AUTHOR=Li Hongxia , Zhang Qin , Duan Qianqian , Tan Yuan , Sun Tingting , Qi Chuang TITLE=NOTCH4 mutation as predictive biomarker for immunotherapy benefits in NRAS wildtype melanoma JOURNAL=Frontiers in Immunology VOLUME=13 YEAR=2022 URL=https://www.frontiersin.org/journals/immunology/articles/10.3389/fimmu.2022.894110 DOI=10.3389/fimmu.2022.894110 ISSN=1664-3224 ABSTRACT=Background

NRAS wildtype melanoma accounts for approximately 80% of melanomas.
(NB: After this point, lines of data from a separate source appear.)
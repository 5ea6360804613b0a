//! SQL text helpers.
//!
//! Statement normalisation, identifier quoting, log previews, and a
//! parser-backed inspection that reports which tables a statement touches
//! and whether it only reads. Inspection is informational: the executor never
//! refuses a statement because of it.

mod inspect;

pub use inspect::{
    inspect, normalize_statement, quote_identifier, sql_preview, Inspection, StatementAccess,
};
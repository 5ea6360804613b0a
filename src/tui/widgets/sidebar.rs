//! Navigation sidebar.

use crate::tui::app::View;
use ratatui::{
    buffer::Buffer,
    layout::Rect,
    style::{Color, Modifier, Style},
    text::{Line, Span},
    widgets::{Block, Borders, Paragraph, Widget},
};

/// Lists the pages and marks the open one.
pub struct Sidebar {
    current: View,
    focused: bool,
}

impl Sidebar {
    pub fn new(current: View, focused: bool) -> Self {
        Self { current, focused }
    }
}

impl Widget for Sidebar {
    fn render(self, area: Rect, buf: &mut Buffer) {
        let border_style = if self.focused {
            Style::default().fg(Color::Cyan)
        } else {
            Style::default().fg(Color::DarkGray)
        };

        let block = Block::default()
            .borders(Borders::ALL)
            .border_style(border_style)
            .title(" Navigation ");

        let lines: Vec<Line> = View::ALL
            .iter()
            .map(|view| {
                if *view == self.current {
                    Line::from(Span::styled(
                        format!("▸ {}", view.title()),
                        Style::default()
                            .fg(Color::Yellow)
                            .add_modifier(Modifier::BOLD),
                    ))
                } else {
                    Line::from(Span::raw(format!("  {}", view.title())))
                }
            })
            .collect();

        Paragraph::new(lines).block(block).render(area, buf);
    }
}
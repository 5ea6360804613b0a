//! Food Waste Management console.
//!
//! Browse the providers, receivers, food listings and claims tables of a food
//! donation database and run a catalogue of analytical SQL queries against it,
//! from a terminal UI or one-shot commands.

pub mod catalogue;
pub mod cli;
pub mod config;
pub mod db;
pub mod error;
pub mod logging;
pub mod output;
pub mod query;
pub mod sql;
pub mod tui;
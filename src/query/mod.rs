//! Query execution and table loading.
//!
//! Both components borrow an injected [`DatabaseClient`](crate::db::DatabaseClient)
//! and report results as values rather than errors.

pub mod executor;
pub mod loader;
mod outcome;

pub use executor::QueryExecutor;
pub use loader::{select_all_sql, TableLoader};
pub use outcome::{ErrorDescription, ErrorKind, ExecutionOutcome, LoadOutcome};
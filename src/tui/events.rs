//! Event handling for the TUI.
//!
//! Polls crossterm for keyboard and resize events, producing a tick when the
//! poll interval passes without input.

use crate::error::{ConsoleError, Result};
use crossterm::event::{self, Event as CrosstermEvent, KeyEvent};
use std::time::Duration;

/// Application events.
#[derive(Debug)]
pub enum Event {
    /// A key was pressed.
    Key(KeyEvent),
    /// The terminal was resized.
    Resize(u16, u16),
    /// The poll interval elapsed.
    Tick,
}

/// Handles terminal events.
pub struct EventHandler {
    tick_rate: Duration,
}

impl EventHandler {
    /// Creates an event handler polling every `tick_rate`.
    pub fn with_tick_rate(tick_rate: Duration) -> Self {
        Self { tick_rate }
    }

    /// Waits up to one tick for the next event.
    pub fn next(&self) -> Result<Event> {
        if !event::poll(self.tick_rate)
            .map_err(|e| ConsoleError::internal(format!("Failed to poll events: {e}")))?
        {
            return Ok(Event::Tick);
        }

        let event = event::read()
            .map_err(|e| ConsoleError::internal(format!("Failed to read event: {e}")))?;

        Ok(match event {
            CrosstermEvent::Key(key) => Event::Key(key),
            CrosstermEvent::Resize(width, height) => Event::Resize(width, height),
            _ => Event::Tick,
        })
    }
}

impl Default for EventHandler {
    fn default() -> Self {
        Self::with_tick_rate(Duration::from_millis(100))
    }
}
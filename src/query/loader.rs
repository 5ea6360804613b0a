//! Whole-table loading for the browsing view.

use tracing::{debug, warn};

use super::outcome::{ErrorDescription, LoadOutcome};
use crate::catalogue::{TableSpec, KNOWN_TABLES};
use crate::db::DatabaseClient;
use crate::sql::quote_identifier;

/// Fetches entire tables through an injected database client.
pub struct TableLoader<'a> {
    db: &'a dyn DatabaseClient,
    max_rows: Option<usize>,
}

impl<'a> TableLoader<'a> {
    pub fn new(db: &'a dyn DatabaseClient) -> Self {
        Self { db, max_rows: None }
    }

    pub fn with_max_rows(mut self, max_rows: Option<usize>) -> Self {
        self.max_rows = max_rows;
        self
    }

    /// Loads every row of `table`.
    ///
    /// Never fails: a missing or unreadable table yields an empty result and a
    /// failure naming the table.
    pub async fn load(&self, table: &str) -> LoadOutcome {
        let sql = select_all_sql(table);
        debug!("Loading table {}", table);

        match self.db.execute_query(&sql).await {
            Ok(result) => LoadOutcome::loaded(table, result.capped(self.max_rows)),
            Err(e) => {
                warn!("Failed to load {}: {}", table, e);
                LoadOutcome::failed(table, ErrorDescription::load(table, e.message()))
            }
        }
    }

    /// Loads the known tables in browsing order.
    pub async fn load_all(&self) -> Vec<(TableSpec, LoadOutcome)> {
        let mut loaded = Vec::with_capacity(KNOWN_TABLES.len());
        for spec in KNOWN_TABLES {
            loaded.push((*spec, self.load(spec.table_name).await));
        }
        loaded
    }
}

/// The statement used to fetch a whole table.
pub fn select_all_sql(table: &str) -> String {
    format!("SELECT * FROM {}", quote_identifier(table))
}
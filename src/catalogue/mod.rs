//! The query catalogue.
//!
//! An ordered, immutable list of analytical questions, each paired with the SQL
//! that answers it. The catalogue is plain data: presentation code lists the
//! questions, the user picks one (or the custom option), and the selected SQL
//! seeds the editor.

mod entries;
mod tables;

pub use tables::{find_table, known_table_names, TableSpec, KNOWN_TABLES};

use serde::Serialize;

/// Label of the picker option that starts from an empty editor.
pub const CUSTOM_QUERY_LABEL: &str = "Custom Query";

/// A question and the SQL that answers it.
#[derive(Debug, Clone, Copy, PartialEq, Eq, Serialize)]
pub struct CatalogueEntry {
    pub question: &'static str,
    pub sql: &'static str,
}

/// What the picker currently points at.
#[derive(Debug, Clone, Copy, PartialEq, Eq, Default)]
pub enum Selection {
    /// A catalogue entry by zero-based position.
    Entry(usize),
    /// The custom option; seeds an empty editor.
    #[default]
    Custom,
}

/// Read-only view over the catalogue entries.
#[derive(Debug, Clone, Copy)]
pub struct QueryCatalogue {
    entries: &'static [CatalogueEntry],
}

impl Default for QueryCatalogue {
    fn default() -> Self {
        Self::builtin()
    }
}

impl QueryCatalogue {
    /// The catalogue shipped with the console.
    pub fn builtin() -> Self {
        Self {
            entries: entries::ENTRIES,
        }
    }

    /// Questions in menu order.
    pub fn list_questions(&self) -> Vec<&'static str> {
        self.entries.iter().map(|e| e.question).collect()
    }

    /// SQL for a question label.
    ///
    /// Returns an empty string for the custom option and for unknown labels.
    pub fn get_sql(&self, question: &str) -> &'static str {
        self.find(question).map(|e| e.sql).unwrap_or("")
    }

    pub fn entries(&self) -> &'static [CatalogueEntry] {
        self.entries
    }

    pub fn len(&self) -> usize {
        self.entries.len()
    }

    pub fn is_empty(&self) -> bool {
        self.entries.is_empty()
    }

    /// Looks up an entry by its exact label.
    pub fn find(&self, question: &str) -> Option<&'static CatalogueEntry> {
        self.entries.iter().find(|e| e.question == question)
    }

    /// Looks up an entry by 1-based menu number.
    pub fn by_number(&self, number: usize) -> Option<&'static CatalogueEntry> {
        number.checked_sub(1).and_then(|i| self.entries.get(i))
    }

    /// Picker labels: every question followed by the custom option.
    pub fn selection_labels(&self) -> Vec<&'static str> {
        let mut labels = self.list_questions();
        labels.push(CUSTOM_QUERY_LABEL);
        labels
    }

    /// Maps a picker position (as laid out by `selection_labels`) to a selection.
    pub fn selection_at(&self, position: usize) -> Selection {
        if position < self.entries.len() {
            Selection::Entry(position)
        } else {
            Selection::Custom
        }
    }

    /// SQL that a selection places in the editor.
    pub fn seed_sql(&self, selection: Selection) -> &'static str {
        match selection {
            Selection::Entry(index) => self.entries.get(index).map(|e| e.sql).unwrap_or(""),
            Selection::Custom => "",
        }
    }

    /// Label for a selection.
    pub fn label(&self, selection: Selection) -> &'static str {
        match selection {
            Selection::Entry(index) => self
                .entries
                .get(index)
                .map(|e| e.question)
                .unwrap_or(CUSTOM_QUERY_LABEL),
            Selection::Custom => CUSTOM_QUERY_LABEL,
        }
    }
}

#[cfg(test)]
mod tests {
    use super::*;
    use crate::sql::{inspect, StatementAccess};
    use std::collections::HashSet;

    const TOTAL_QUANTITY: &str =
        "What is the total quantity of food available from all providers?";

    #[test]
    fn test_catalogue_has_23_entries() {
        let catalogue = QueryCatalogue::builtin();
        assert_eq!(catalogue.len(), 23);
        assert_eq!(catalogue.list_questions().len(), 23);
    }

    #[test]
    fn test_questions_are_unique() {
        let questions = QueryCatalogue::builtin().list_questions();
        let unique: HashSet<_> = questions.iter().collect();
        assert_eq!(unique.len(), questions.len());
    }

    #[test]
    fn test_order_is_stable() {
        let catalogue = QueryCatalogue::builtin();
        let questions = catalogue.list_questions();
        assert_eq!(questions, catalogue.list_questions());
        assert_eq!(
            questions[0],
            "How many food providers and receivers are there in each city?"
        );
        assert_eq!(questions[4], TOTAL_QUANTITY);
        assert_eq!(
            questions[22],
            " City with Highest Number of Unique Receivers"
        );
    }

    #[test]
    fn test_get_sql() {
        let catalogue = QueryCatalogue::builtin();
        assert!(catalogue
            .get_sql(TOTAL_QUANTITY)
            .contains(r#"SUM("Quantity") AS total_food_quantity"#));
        assert_eq!(catalogue.get_sql(CUSTOM_QUERY_LABEL), "");
        assert_eq!(catalogue.get_sql("Who ate the last samosa?"), "");
    }

    #[test]
    fn test_every_entry_is_read_only_sql_over_known_tables() {
        let known = known_table_names();
        for entry in QueryCatalogue::builtin().entries() {
            assert!(!entry.sql.trim().is_empty(), "{}", entry.question);
            let inspection = inspect(entry.sql)
                .unwrap_or_else(|e| panic!("{} does not parse: {e}", entry.question));
            assert_eq!(inspection.access, StatementAccess::ReadOnly, "{}", entry.question);
            assert!(!inspection.tables.is_empty(), "{}", entry.question);
            assert!(
                inspection.only_references(&known),
                "{} references {:?}",
                entry.question,
                inspection.tables
            );
        }
    }

    #[test]
    fn test_quirks_are_preserved() {
        let catalogue = QueryCatalogue::builtin();
        assert_eq!(
            catalogue.get_sql("Provider with most active listings").trim_end_matches([';', '\n']),
            catalogue
                .get_sql("Receiver with claims from most different providers")
                .trim_end_matches([';', '\n'])
        );
        assert!(catalogue
            .get_sql("Receiver with claims from most different providers")
            .ends_with("LIMIT 1;\n;"));
        assert!(catalogue
            .get_sql("What is the contact information of food providers in a specific city?")
            .contains("'East Sheena'"));
    }

    #[test]
    fn test_by_number() {
        let catalogue = QueryCatalogue::builtin();
        assert!(catalogue.by_number(0).is_none());
        assert_eq!(
            catalogue.by_number(5).map(|e| e.question),
            Some(TOTAL_QUANTITY)
        );
        assert!(catalogue.by_number(24).is_none());
    }

    #[test]
    fn test_custom_selection_seeds_empty_sql() {
        let catalogue = QueryCatalogue::builtin();
        let labels = catalogue.selection_labels();
        assert_eq!(labels.len(), 24);
        assert_eq!(labels[23], CUSTOM_QUERY_LABEL);

        // Regardless of what was picked before.
        for previous in 0..catalogue.len() {
            assert!(!catalogue.seed_sql(Selection::Entry(previous)).is_empty());
            assert_eq!(catalogue.seed_sql(catalogue.selection_at(23)), "");
        }
        assert_eq!(catalogue.seed_sql(Selection::Custom), "");
        assert_eq!(catalogue.label(Selection::Custom), CUSTOM_QUERY_LABEL);
    }

    #[test]
    fn test_selection_at() {
        let catalogue = QueryCatalogue::builtin();
        assert_eq!(catalogue.selection_at(0), Selection::Entry(0));
        assert_eq!(catalogue.selection_at(22), Selection::Entry(22));
        assert_eq!(catalogue.selection_at(23), Selection::Custom);
        assert_eq!(catalogue.label(Selection::Entry(4)), TOTAL_QUANTITY);
    }
}
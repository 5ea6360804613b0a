//! SQL editor panel.

use crate::tui::editor::SqlEditor;
use ratatui::{
    buffer::Buffer,
    layout::{Position, Rect},
    style::{Color, Style},
    text::Line,
    widgets::{Block, Borders, Paragraph, Widget},
};

/// Bordered view of the editor text, scrolled to keep the cursor visible.
pub struct EditorPanel<'a> {
    editor: &'a SqlEditor,
    focused: bool,
}

impl<'a> EditorPanel<'a> {
    pub fn new(editor: &'a SqlEditor, focused: bool) -> Self {
        Self { editor, focused }
    }

    /// First visible (line, column) for an inner area of the given size.
    fn offset(&self, inner: Rect) -> (usize, usize) {
        let (row, col) = self.editor.cursor();
        let height = (inner.height as usize).max(1);
        let width = (inner.width as usize).max(1);
        (
            (row + 1).saturating_sub(height),
            (col + 1).saturating_sub(width),
        )
    }

    /// Screen position of the cursor, if the panel is focused.
    pub fn cursor_position(&self, area: Rect) -> Option<Position> {
        if !self.focused {
            return None;
        }
        let inner = Block::default().borders(Borders::ALL).inner(area);
        let (row, col) = self.editor.cursor();
        let (top, left) = self.offset(inner);
        Some(Position::new(
            inner.x + (col - left) as u16,
            inner.y + (row - top) as u16,
        ))
    }
}

impl Widget for EditorPanel<'_> {
    fn render(self, area: Rect, buf: &mut Buffer) {
        let border_style = if self.focused {
            Style::default().fg(Color::Cyan)
        } else {
            Style::default().fg(Color::DarkGray)
        };
        let block = Block::default()
            .borders(Borders::ALL)
            .border_style(border_style)
            .title(" Edit or enter your SQL query ");

        let (top, left) = self.offset(block.inner(area));
        let lines: Vec<Line> = self
            .editor
            .lines()
            .iter()
            .map(|l| Line::raw(l.as_str()))
            .collect();

        Paragraph::new(lines)
            .block(block)
            .scroll((top as u16, left as u16))
            .render(area, buf);
    }
}

#[cfg(test)]
mod tests {
    use super::*;

    #[test]
    fn test_cursor_position_inside_border() {
        let mut editor = SqlEditor::new();
        editor.set_text("SELECT 1");
        editor.move_end();
        let area = Rect::new(10, 5, 40, 6);

        let panel = EditorPanel::new(&editor, true);
        assert_eq!(panel.cursor_position(area), Some(Position::new(19, 6)));
        assert_eq!(EditorPanel::new(&editor, false).cursor_position(area), None);
    }

    #[test]
    fn test_scrolls_to_cursor_line() {
        let mut editor = SqlEditor::new();
        editor.set_text(&(0..10).map(|i| format!("line {i}")).collect::<Vec<_>>().join("\n"));
        for _ in 0..9 {
            editor.move_down();
        }
        let area = Rect::new(0, 0, 30, 5);
        let mut buf = Buffer::empty(area);
        EditorPanel::new(&editor, true).render(area, &mut buf);

        let last_inner_row: String = (1..29).map(|x| buf[(x, 3)].symbol().to_string()).collect();
        assert!(last_inner_row.starts_with("line 9"));
        assert_eq!(
            EditorPanel::new(&editor, true).cursor_position(area),
            Some(Position::new(1, 3))
        );
    }
}
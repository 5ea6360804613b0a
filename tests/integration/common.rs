//! Shared fixtures.

use foodshare_console::db::SqliteClient;

/// Demo schema and data shipped with the console.
pub const SEED_SQL: &str = include_str!("../../fixtures/foodshare_seed.sql");

/// An in-memory database with the demo schema and data.
pub async fn seeded_client() -> SqliteClient {
    client_with(SEED_SQL).await
}

/// An in-memory database initialised with `script`.
pub async fn client_with(script: &str) -> SqliteClient {
    let client = SqliteClient::connect_in_memory()
        .await
        .expect("in-memory database");
    if !script.trim().is_empty() {
        client.execute_script(script).await.expect("fixture script");
    }
    client
}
Previous studies have shown that NRAS wildtype melanoma had higher response rates and better prognoses than NRAS-mutant patients following immunotherapy, while as major actors in tumor cells and tumor microenvironment (TME), the association between NOTCH family genes and response to immunotherapy in NRAS wildtype melanoma remains indistinct.

Objective

We aim to explore whether NOTCH family gene variation is associated with genomic factors in immune checkpoint inhibitor (ICI) response in NRAS wildtype melanoma and with clinical results in these patients.

Method

This research used genomic data of 265 NRAS wildtype ICI-pretreatment samples from five ICI-treated melanoma cohorts to analyze the relationship between NOTCH family gene mutation and the efficacy of ICI therapy.

Results

NRAS wildtype melanomas with NOTCH4-Mut were identified to be associated with prolonged overall survival (OS) in both the discovery (HR: 0.30, 95% CI: 0.11–0.83, P = 0.01) and validation cohorts(HR: 0.21, 95% CI: 0.07–0.68, P = 0.003). Moreover, NOTCH4-Mut melanoma had a superior clinical response in the discovery cohort (ORR, 40.0% vs 13.11%, P = 0.057) and validation cohort (ORR, 68.75% vs 30.07%, P = 0.004). Further exploration found that NOTCH4-Mut tumors had higher tumor mutation burden (TMB) and tumor neoantigen burden (TNB) (P <0.05). NOTCH4-Mut tumors had a significantly increased mutation in the DNA damage response (DDR) pathway. Gene set enrichment analysis revealed NOTCH4-Mut tumor enhanced anti-tumor immunity.

Conclusion

NOTCH4 mutation may promote tumor immunity and serve as a biomarker to predict good immune response in NRAS wildtype melanoma and guide immunotherapeutic responsiveness.